Il terreno, a cui Jesmyn Ward si dedica in modo ossessivo, è tutto: le strade sono ricoperte di gusci d’ostrica, il fango è onnipresente, la vegetazione nasconde insidie a ogni passo e il clima è ostico. L’afa è insopportabile e il caldo, che non concede tregua, brucia sulla pelle, rallenta i movimenti, alimenta la noia. La convivenza con l’ambiente complica i rapporti, anche se la famiglia, che resta sempre incompleta, è ancora un punto di riferimento inamovibile. Se in qualche modo resta funzionale, lo deve ai rami femminili: Joshua e Christophe sono stati cresciuti da Ma-mee, che è la nonna. È quasi cieca, un dettaglio non relativo, perché gli occhi spesso ingannano e lei, in fondo, riesce a vedere meglio di tutti gli altri. E sente la tempesta in arrivo perché a Bois Sauvage il futuro è un elenco di posti in cui fare domanda di lavoro, una specie di penitenza verso occupazioni dure, ripetitive, se non umilianti. Joshua è il primo a trovare un impiego, come scaricatore di porto. Un mestiere faticoso e senza sbocchi, ma onesto. Christophe invece segue la scia del cugino Dunny e comincia a spacciare. All’inizio è solo erba, poi cominciano a vedersi anche coca e crack.
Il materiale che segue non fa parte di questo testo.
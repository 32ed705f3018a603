//! Business logic powering the questionnaire admin routes.

use std::time::SystemTime;

use uuid::Uuid;

use crate::{
    dao::models::{QuestionEntity, QuestionnaireEntity},
    dto::admin::{
        QuestionInput, QuestionnaireDetail, QuestionnaireListItem, SaveQuestionnaireRequest,
    },
    error::ServiceError,
    state::SharedState,
};

/// Create a questionnaire together with its full question list.
pub async fn create_questionnaire(
    state: &SharedState,
    request: SaveQuestionnaireRequest,
) -> Result<QuestionnaireDetail, ServiceError> {
    let store = state.require_room_store().await?;

    validate_question_count(state, &request.questions)?;

    let now = SystemTime::now();
    let questionnaire = QuestionnaireEntity {
        id: Uuid::new_v4(),
        title: request.title.trim().to_owned(),
        created_at: now,
        updated_at: now,
    };
    let questions = build_questions(questionnaire.id, request.questions);

    store
        .save_questionnaire(questionnaire.clone(), questions.clone())
        .await?;

    Ok((questionnaire, questions).into())
}

/// Replace an existing questionnaire's title and questions.
pub async fn update_questionnaire(
    state: &SharedState,
    id: Uuid,
    request: SaveQuestionnaireRequest,
) -> Result<QuestionnaireDetail, ServiceError> {
    let store = state.require_room_store().await?;

    let Some(existing) = store.find_questionnaire(id).await? else {
        return Err(ServiceError::NotFound(format!(
            "questionnaire `{id}` not found"
        )));
    };

    validate_question_count(state, &request.questions)?;

    let questionnaire = QuestionnaireEntity {
        id,
        title: request.title.trim().to_owned(),
        created_at: existing.created_at,
        updated_at: SystemTime::now(),
    };
    let questions = build_questions(id, request.questions);

    store
        .save_questionnaire(questionnaire.clone(), questions.clone())
        .await?;

    Ok((questionnaire, questions).into())
}

/// List every questionnaire with its question count.
pub async fn list_questionnaires(
    state: &SharedState,
) -> Result<Vec<QuestionnaireListItem>, ServiceError> {
    let store = state.require_room_store().await?;
    let questionnaires = store.list_questionnaires().await?;

    let mut items = Vec::with_capacity(questionnaires.len());
    for questionnaire in questionnaires {
        let question_count = store.list_questions(questionnaire.id).await?.len();
        items.push((questionnaire, question_count).into());
    }

    Ok(items)
}

/// Fetch a questionnaire and its ordered questions.
pub async fn get_questionnaire(
    state: &SharedState,
    id: Uuid,
) -> Result<QuestionnaireDetail, ServiceError> {
    let store = state.require_room_store().await?;

    let Some(questionnaire) = store.find_questionnaire(id).await? else {
        return Err(ServiceError::NotFound(format!(
            "questionnaire `{id}` not found"
        )));
    };
    let questions = store.list_questions(id).await?;

    Ok((questionnaire, questions).into())
}

/// Delete a questionnaire and its questions.
pub async fn delete_questionnaire(state: &SharedState, id: Uuid) -> Result<(), ServiceError> {
    let store = state.require_room_store().await?;

    if !store.delete_questionnaire(id).await? {
        return Err(ServiceError::NotFound(format!(
            "questionnaire `{id}` not found"
        )));
    }

    Ok(())
}

fn validate_question_count(
    state: &SharedState,
    questions: &[QuestionInput],
) -> Result<(), ServiceError> {
    if questions.is_empty() {
        return Err(ServiceError::InvalidInput(
            "a questionnaire requires at least one question".into(),
        ));
    }

    let max = state.config().max_questions;
    if questions.len() > max {
        return Err(ServiceError::InvalidInput(format!(
            "a questionnaire may hold at most {max} questions (got {})",
            questions.len()
        )));
    }

    Ok(())
}

fn build_questions(questionnaire_id: Uuid, inputs: Vec<QuestionInput>) -> Vec<QuestionEntity> {
    inputs
        .into_iter()
        .enumerate()
        .map(|(index, input)| QuestionEntity {
            id: Uuid::new_v4(),
            questionnaire_id,
            order_number: index as u32 + 1,
            question_text: input.question_text.trim().to_owned(),
            correct_answer: input.correct_answer.trim().to_owned(),
            wrong_answer_1: input.wrong_answer_1.trim().to_owned(),
            wrong_answer_2: input.wrong_answer_2.trim().to_owned(),
            wrong_answer_3: input.wrong_answer_3.trim().to_owned(),
        })
        .collect()
}
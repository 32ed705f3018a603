/// Database model definitions.
pub mod models;
/// Room, questionnaire, and player storage operations.
pub mod room_store;
/// Storage abstraction layer for database operations.
pub mod storage;
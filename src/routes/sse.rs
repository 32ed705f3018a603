use std::convert::Infallible;

use axum::{
    Router,
    extract::{Path, State},
    response::sse::Sse,
    routing::get,
};
use futures::Stream;
use tracing::info;
use uuid::Uuid;

use crate::{
    services::sse_service,
    state::{
        SharedState,
        bus::{display_channel, player_channel, room_channel},
    },
};

/// Configure the SSE endpoints, one per channel kind.
pub fn router() -> Router<SharedState> {
    Router::<SharedState>::new()
        .route("/sse/rooms/{id}", get(room_stream))
        .route("/sse/rooms/{id}/display", get(display_stream))
        .route("/sse/rooms/{id}/players/{player_id}", get(player_stream))
}

#[utoipa::path(
    get,
    path = "/sse/rooms/{id}",
    tag = "sse",
    params(("id" = String, Path, description = "Identifier of the room")),
    responses((status = 200, description = "Shared room event stream", content_type = "text/event-stream", body = String))
)]
/// Stream the room-wide events every connected client should see.
pub async fn room_stream(
    State(state): State<SharedState>,
    Path(id): Path<Uuid>,
) -> Sse<impl Stream<Item = Result<axum::response::sse::Event, Infallible>>> {
    let channel = room_channel(id);
    let receiver = sse_service::subscribe_room(&state, id);
    info!(%id, "new room SSE connection");
    let handshake = sse_service::handshake_event(&state, &channel).await;
    sse_service::to_sse_stream(receiver, handshake, channel)
}

#[utoipa::path(
    get,
    path = "/sse/rooms/{id}/display",
    tag = "sse",
    params(("id" = String, Path, description = "Identifier of the room")),
    responses((status = 200, description = "Display event stream", content_type = "text/event-stream", body = String))
)]
/// Stream events for the shared big screen, elimination mirrors included.
pub async fn display_stream(
    State(state): State<SharedState>,
    Path(id): Path<Uuid>,
) -> Sse<impl Stream<Item = Result<axum::response::sse::Event, Infallible>>> {
    let channel = display_channel(id);
    let receiver = sse_service::subscribe_display(&state, id);
    info!(%id, "new display SSE connection");
    let handshake = sse_service::handshake_event(&state, &channel).await;
    sse_service::to_sse_stream(receiver, handshake, channel)
}

#[utoipa::path(
    get,
    path = "/sse/rooms/{id}/players/{player_id}",
    tag = "sse",
    params(
        ("id" = String, Path, description = "Identifier of the room"),
        ("player_id" = String, Path, description = "Identifier of the player")
    ),
    responses((status = 200, description = "Private player event stream", content_type = "text/event-stream", body = String))
)]
/// Stream events addressed to a single player, such as wildcard results.
pub async fn player_stream(
    State(state): State<SharedState>,
    Path((id, player_id)): Path<(Uuid, Uuid)>,
) -> Sse<impl Stream<Item = Result<axum::response::sse::Event, Infallible>>> {
    let channel = player_channel(id, player_id);
    let receiver = sse_service::subscribe_player(&state, id, player_id);
    info!(%id, %player_id, "new player SSE connection");
    let handshake = sse_service::handshake_event(&state, &channel).await;
    sse_service::to_sse_stream(receiver, handshake, channel)
}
Come si conviene, è lì che La linea del sangue si spezza: a ridosso del quattro luglio, con le tavole imbandite e i fuochi artificiali nel cielo, l’armonia tra i due fratelli s’infrange negli scorci di vita che hanno intravisto. Joshua ha trovato un suo posto e una ragazza, Laila. Christophe scompare per intere giornate, per poi riapparire con le tasche piene di rotoli di dollari. Ma-mee sente che qualcosa non va, anche perché, prima o poi, tutti tornano a Bois Sauvage: arriva Cille, la madre dei gemelli, e ricompare Sandman alias Samuel, il padre, che ormai è un tossico senza speranza. Il quadro famigliare è completo come uno specchio infranto che si regge soltanto per la cornice: tra loro mancano le parole, il tempo, la consuetudine. Jesmyn Ward interpreta con scrupolosa lentezza ogni movimento, la percezione dei corpi, i gesti quotidiani che nascondono e insieme rivelano i turbamenti, le incomprensioni e le inquietudini dei protagonisti. Ma-mee, che è un po’ il deus ex machina di Bois Sauvage, nei momenti più imbarazzanti e difficili riordina e cucina, quasi seguendo un riflesso condizionato, perché il cibo (e seguendo con attenzione La linea del sangue si scopre un dettagliato menù della saporita gastronomia del bayou) è l’unico momento di condivisione. Le fratture tra Joshua e Christophe, fra i gemelli, Cille e Sandman, l’intrufolarsi nell’ambiguità, dove domina la paranoia e basta una macchina della polizia o il volto di uno sconosciuto a scatenare il panico, portano evidentemente a condizioni dove il sangue, alla fine, non sarà solo metaforico. L’ipnotico racconto di Jesmyn Ward, con l’apparizione dei personaggi che da lì si faranno largo nella trilogia di Bois Sauvage, è insieme aspro, torbido e sensuale, ma sta parlando di una realtà che deve pagare le cure ospedaliere a rate, perché i confini del bayou sono indefiniti, ma sono comunque nell’America disastrata del ventunesimo secolo. Ed è così che La linea del sangue comincia e finisce in riva al fiume, dove il suo senso spicciolo è palese: all’inizio la vita è un tuffo a occhi chiusi, poi peschi un po’ quello che trovi.

Resta da dire dell’affollata colonna sonora con cui Jesmyn Ward punteggia La linea del sangue: Harold Melvin and the Blue Notes, Clarence Carter, Otis Redding, Al Green, Bobby Blue Band, gli Earth, Wind & Fire e Sam Cooke. È un’ottima selezione di soul e rhythm and blues ma La linea del sangue ha più la cadenza tambureggiante e insistente di una canzone dei Neville Brothers, la famiglia musicale più nota a New Orleans. Il titolo è Sons And Daughters e l’album da cui è tratta, guarda caso, si chiama Brother’s Keeper e (sentire per credere) sembra uscire direttamente dalla radio di Ma-mee.